In 2018, Moya exhibited at the Palazzo Saluzzo Paesana, Torino, Italy. In 2019, Moya exhibited several large-format paintings, a series of neo-classical portraits in reference to the house of Borboun, as well as videos showing his virtual universe, at the Royal Palace of Caserta for one month. After the inauguration of "the New Moya Chapel" in June 2019, a little chapel with painted walls and ceiling in the village of Le Mas, he painted in situ, an ephemeral mural on the walls of a room of the Massena Museum in Nice.

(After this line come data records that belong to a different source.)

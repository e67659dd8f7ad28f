//! Svensson parametric term-structure model.
//!
//! The model is written in rate form, with decay rates `λ` multiplying the
//! maturity (as in ANBIMA's published methodology) rather than decay times
//! dividing it:
//!
//! ```text
//! y(t) = β₀ + β₁ · (1 - e^(-tλ₁)) / (tλ₁)
//!           + β₂ · [(1 - e^(-tλ₁)) / (tλ₁) - e^(-tλ₁)]
//!           + β₃ · [(1 - e^(-tλ₂)) / (tλ₂) - e^(-tλ₂)]
//! ```
//!
//! The units of `t` and `λ` only have to agree with each other; dicurve
//! feeds maturities in calendar days.

use serde::{Deserialize, Serialize};

use crate::error::{MathError, MathResult};
use crate::interpolation::Interpolator;

/// Svensson yield curve model.
///
/// - β₀: long-run level (limit as t → ∞)
/// - β₁: slope; β₀ + β₁ is the limit as t → 0
/// - β₂, β₃: curvature humps
/// - λ₁, λ₂: decay rates of the two humps (non-zero)
///
/// # Example
///
/// ```rust
/// use dicurve_math::interpolation::{Interpolator, Svensson};
///
/// let sv = Svensson::new(0.12, -0.02, 0.01, 0.005, 0.004, 0.0015).unwrap();
///
/// let short = sv.interpolate(21.0).unwrap();
/// let long = sv.interpolate(2520.0).unwrap();
/// assert!(short < long);
/// ```
#[derive(Debug, Clone, Copy, PartialEq, Serialize, Deserialize)]
pub struct Svensson {
    beta0: f64,
    beta1: f64,
    beta2: f64,
    beta3: f64,
    lambda1: f64,
    lambda2: f64,
}

impl Svensson {
    /// Number of free parameters in the model.
    pub const PARAMETER_COUNT: usize = 6;

    /// Creates a new Svensson curve.
    ///
    /// # Errors
    ///
    /// Returns an error if any parameter is non-finite or if either decay
    /// rate is zero (the loadings divide by `tλ`).
    pub fn new(
        beta0: f64,
        beta1: f64,
        beta2: f64,
        beta3: f64,
        lambda1: f64,
        lambda2: f64,
    ) -> MathResult<Self> {
        Self::from_array([beta0, beta1, beta2, beta3, lambda1, lambda2])
    }

    /// Creates a curve from `[β₀, β₁, β₂, β₃, λ₁, λ₂]`.
    pub fn from_array(params: [f64; 6]) -> MathResult<Self> {
        if let Some(i) = params.iter().position(|p| !p.is_finite()) {
            return Err(MathError::invalid_input(format!(
                "Svensson parameter {i} is not finite: {}",
                params[i]
            )));
        }
        let [beta0, beta1, beta2, beta3, lambda1, lambda2] = params;
        if lambda1 == 0.0 {
            return Err(MathError::DivisionByZero { value: lambda1 });
        }
        if lambda2 == 0.0 {
            return Err(MathError::DivisionByZero { value: lambda2 });
        }

        Ok(Self {
            beta0,
            beta1,
            beta2,
            beta3,
            lambda1,
            lambda2,
        })
    }

    /// Returns the model parameters as `[β₀, β₁, β₂, β₃, λ₁, λ₂]`.
    pub fn to_array(&self) -> [f64; 6] {
        [
            self.beta0,
            self.beta1,
            self.beta2,
            self.beta3,
            self.lambda1,
            self.lambda2,
        ]
    }

    /// Returns the model parameters as (β₀, β₁, β₂, β₃, λ₁, λ₂).
    pub fn parameters(&self) -> (f64, f64, f64, f64, f64, f64) {
        (
            self.beta0,
            self.beta1,
            self.beta2,
            self.beta3,
            self.lambda1,
            self.lambda2,
        )
    }

    /// Evaluates the model for raw parameters without validating them.
    ///
    /// This is the least-squares objective's inner loop, so nothing is
    /// checked: at `tλ = 0` the loadings take their limits and the value
    /// stays finite, while an overflowing `e^(-tλ)` yields a non-finite value
    /// that the solver treats as a rejected step.
    pub fn evaluate(t: f64, params: &[f64]) -> f64 {
        debug_assert_eq!(params.len(), Self::PARAMETER_COUNT);
        let x1 = t * params[4];
        let x2 = t * params[5];
        params[0]
            + params[1] * loading_slope(x1)
            + params[2] * loading_curvature(x1)
            + params[3] * loading_curvature(x2)
    }

    /// Returns the instantaneous forward rate at maturity t.
    ///
    /// ```text
    /// f(t) = β₀ + β₁·e^(-tλ₁) + β₂·tλ₁·e^(-tλ₁) + β₃·tλ₂·e^(-tλ₂)
    /// ```
    pub fn forward_rate(&self, t: f64) -> f64 {
        let x1 = t * self.lambda1;
        let x2 = t * self.lambda2;
        let exp_x1 = (-x1).exp();
        let exp_x2 = (-x2).exp();

        self.beta0 + self.beta1 * exp_x1 + self.beta2 * x1 * exp_x1 + self.beta3 * x2 * exp_x2
    }

    fn check_maturity(t: f64) -> MathResult<()> {
        if t.is_finite() && t > 0.0 {
            Ok(())
        } else {
            Err(MathError::invalid_input(format!(
                "Svensson model is undefined at maturity {t}"
            )))
        }
    }
}

/// (1 - e^(-x)) / x
fn loading_slope(x: f64) -> f64 {
    if x.abs() < 1e-10 {
        1.0 - x / 2.0 + x * x / 6.0
    } else {
        -(-x).exp_m1() / x
    }
}

/// (1 - e^(-x)) / x - e^(-x)
fn loading_curvature(x: f64) -> f64 {
    if x.abs() < 1e-10 {
        x / 2.0 - x * x / 3.0
    } else {
        loading_slope(x) - (-x).exp()
    }
}

/// d/dx of [`loading_slope`].
fn loading_slope_dx(x: f64) -> f64 {
    if x.abs() < 1e-10 {
        -0.5 + x / 3.0
    } else {
        ((-x).exp() - loading_slope(x)) / x
    }
}

impl Interpolator for Svensson {
    fn interpolate(&self, t: f64) -> MathResult<f64> {
        Self::check_maturity(t)?;
        Ok(Self::evaluate(t, &self.to_array()))
    }

    fn derivative(&self, t: f64) -> MathResult<f64> {
        Self::check_maturity(t)?;

        let x1 = t * self.lambda1;
        let x2 = t * self.lambda2;

        // d(curvature)/dx = d(slope)/dx + e^(-x)
        let ds1 = loading_slope_dx(x1);
        let dc1 = ds1 + (-x1).exp();
        let dc2 = loading_slope_dx(x2) + (-x2).exp();

        Ok(self.lambda1 * (self.beta1 * ds1 + self.beta2 * dc1) + self.lambda2 * self.beta3 * dc2)
    }

    fn allows_extrapolation(&self) -> bool {
        true
    }

    fn min_x(&self) -> f64 {
        0.0
    }

    fn max_x(&self) -> f64 {
        f64::INFINITY
    }

    fn in_range(&self, x: f64) -> bool {
        x > 0.0 && x.is_finite()
    }
}

#[cfg(test)]
mod tests {
    use super::*;
    use approx::assert_relative_eq;

    fn typical() -> Svensson {
        // Upward-sloping DI curve in decimal rates, maturities in days
        Svensson::new(0.13, -0.025, 0.01, -0.004, 0.004, 0.0012).unwrap()
    }

    #[test]
    fn test_svensson_asymptotic() {
        let sv = typical();

        // As t → ∞, y(t) → β₀
        let long_rate = sv.interpolate(1_000_000.0).unwrap();
        assert_relative_eq!(long_rate, 0.13, epsilon = 1e-4);
    }

    #[test]
    fn test_svensson_short_rate() {
        let sv = typical();

        // As t → 0, y(t) → β₀ + β₁
        let short_rate = sv.interpolate(1e-6).unwrap();
        assert_relative_eq!(short_rate, 0.13 - 0.025, epsilon = 1e-6);
    }

    #[test]
    fn test_formula_matches_closed_form() {
        let (b0, b1, b2, b3, l1, l2) = (0.1, 0.1, 0.1, 0.1, 1.0, 1.0);
        let sv = Svensson::new(b0, b1, b2, b3, l1, l2).unwrap();

        let t: f64 = 2.0;
        let e1 = (-t * l1).exp();
        let e2 = (-t * l2).exp();
        let expected = b0
            + b1 * (1.0 - e1) / (t * l1)
            + b2 * ((1.0 - e1) / (t * l1) - e1)
            + b3 * ((1.0 - e2) / (t * l2) - e2);

        assert_relative_eq!(sv.interpolate(t).unwrap(), expected, epsilon = 1e-14);
    }

    #[test]
    fn test_zero_beta3_is_nelson_siegel() {
        let sv = Svensson::new(0.12, -0.02, 0.015, 0.0, 0.003, 0.0007).unwrap();
        let other = Svensson::new(0.12, -0.02, 0.015, 0.0, 0.003, 0.05).unwrap();

        for t in [30.0, 252.0, 720.0, 1800.0] {
            assert_relative_eq!(
                sv.interpolate(t).unwrap(),
                other.interpolate(t).unwrap(),
                epsilon = 1e-15
            );
        }
    }

    #[test]
    fn test_undefined_at_zero_maturity() {
        let sv = typical();
        assert!(sv.interpolate(0.0).is_err());
        assert!(sv.interpolate(-5.0).is_err());
        assert!(sv.derivative(0.0).is_err());
        assert!(!sv.in_range(0.0));
    }

    #[test]
    fn test_zero_lambda_rejected() {
        assert!(matches!(
            Svensson::new(0.1, 0.1, 0.1, 0.1, 0.0, 1.0),
            Err(MathError::DivisionByZero { .. })
        ));
        assert!(Svensson::new(0.1, 0.1, 0.1, 0.1, 1.0, 0.0).is_err());
        assert!(Svensson::new(f64::NAN, 0.1, 0.1, 0.1, 1.0, 1.0).is_err());
    }

    #[test]
    fn test_negative_lambda_allowed() {
        // No sign constraints: a least-squares fit may land anywhere
        let sv = Svensson::new(0.1, 0.02, -0.01, 0.0, -0.001, 0.5).unwrap();
        assert!(sv.interpolate(100.0).unwrap().is_finite());
    }

    #[test]
    fn test_evaluate_uses_limits_at_zero() {
        // slope loading → 1, curvature loadings → 0
        let v = Svensson::evaluate(10.0, &[0.1, 0.2, 0.3, 0.4, 0.0, 0.0]);
        assert_relative_eq!(v, 0.3, epsilon = 1e-15);
        let v = Svensson::evaluate(0.0, &[0.1, 0.2, 0.3, 0.4, 1.0, 1.0]);
        assert_relative_eq!(v, 0.3, epsilon = 1e-15);
    }

    #[test]
    fn test_svensson_derivative() {
        let sv = typical();

        let t = 500.0;
        let h = 1e-3;
        let numerical = (sv.interpolate(t + h).unwrap() - sv.interpolate(t - h).unwrap()) / (2.0 * h);

        assert_relative_eq!(sv.derivative(t).unwrap(), numerical, epsilon = 1e-10);
    }

    #[test]
    fn test_forward_rate_limits() {
        let sv = typical();
        assert_relative_eq!(sv.forward_rate(1e7), 0.13, epsilon = 1e-9);
        assert_relative_eq!(sv.forward_rate(0.0), 0.13 - 0.025, epsilon = 1e-15);
    }

    #[test]
    fn test_array_round_trip() {
        let params = [0.08, -0.02, 0.01, 0.005, 1.5, 3.0];
        let sv = Svensson::from_array(params).unwrap();
        assert_eq!(sv.to_array(), params);
    }
}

In November 2020, a new exhibition "La Télé de Moya" (The Moya TV) showed his first projects and theories about live television as the future of art at the L'Artistique art center in Nice. In 2022, a new biography called "Le Cas Moya", (the Case for Moya) was published. For the spring/summer collection 2023 of Baby Dior, he signed with Christian Dior Couture for the creation of a rabbit and an original calligraphy for the name of DIOR. The magazine Avenue Montaigne announced: "In collaboration with the French artist Patrick Moya, Baby Dior presents a resolutely pop capsule. Inhabited by the singular and plural aesthetics of the visual artist-performer from Nice, the creations feature a cheerful pink rabbit celebrating the Chinese zodiac sign of the year 2023".

On June 16 of 2023, the inauguration of Christian Estrosi, the mayor of Nice, a resin sculpture 240 cm high was officially installed on Place du Pin. After a new retrospective entitled "Welcome to Moyaland" at the Château de Courcelles in Montigny-lès-Metz (May/July 2023), he now chooses to show different facets of his work: ceramics, which he has been practicing for a long time (Terra Rossa ceramics museum in Salernes, June/October 2023, his interpretation of the classics in painting (Galleria Centro Steccata in Parma, "La storia dell'arte di Moya", March/April 2024), his "Alphabet" (26 canvases, Arcades cultural center in Antibes, March/June 2025 and his performances (Grimaldi castle-museum in Cagnes-sur-mer, March/June 2025).

== In the virtual world ==
In October 2008, he participated in an international exhibition called "Rinascimento virtuale" (Virtual Renaissance), initiated by the Italian journalist Mario Gerosa, which took place in the National Museum of Anthropology and Ethnology in the city of Florence in Italy, where an entire room was devoted to the "Moya civilization".

Since 2008, he was considered a digital artist. Since 2009, he's been hosting "the Cyber Carnival" every year in partnership with the Nice Tourism Office. During the Covid 19 health crisis, the 2021 edition of the Nice carnival was cancelled, but it was possible to experience a virtual version of this carnival in the virtual Moyaland. In 2022, Moyaland is « une destination touristique dans le métavers » (a new tourist destination in the metaverse).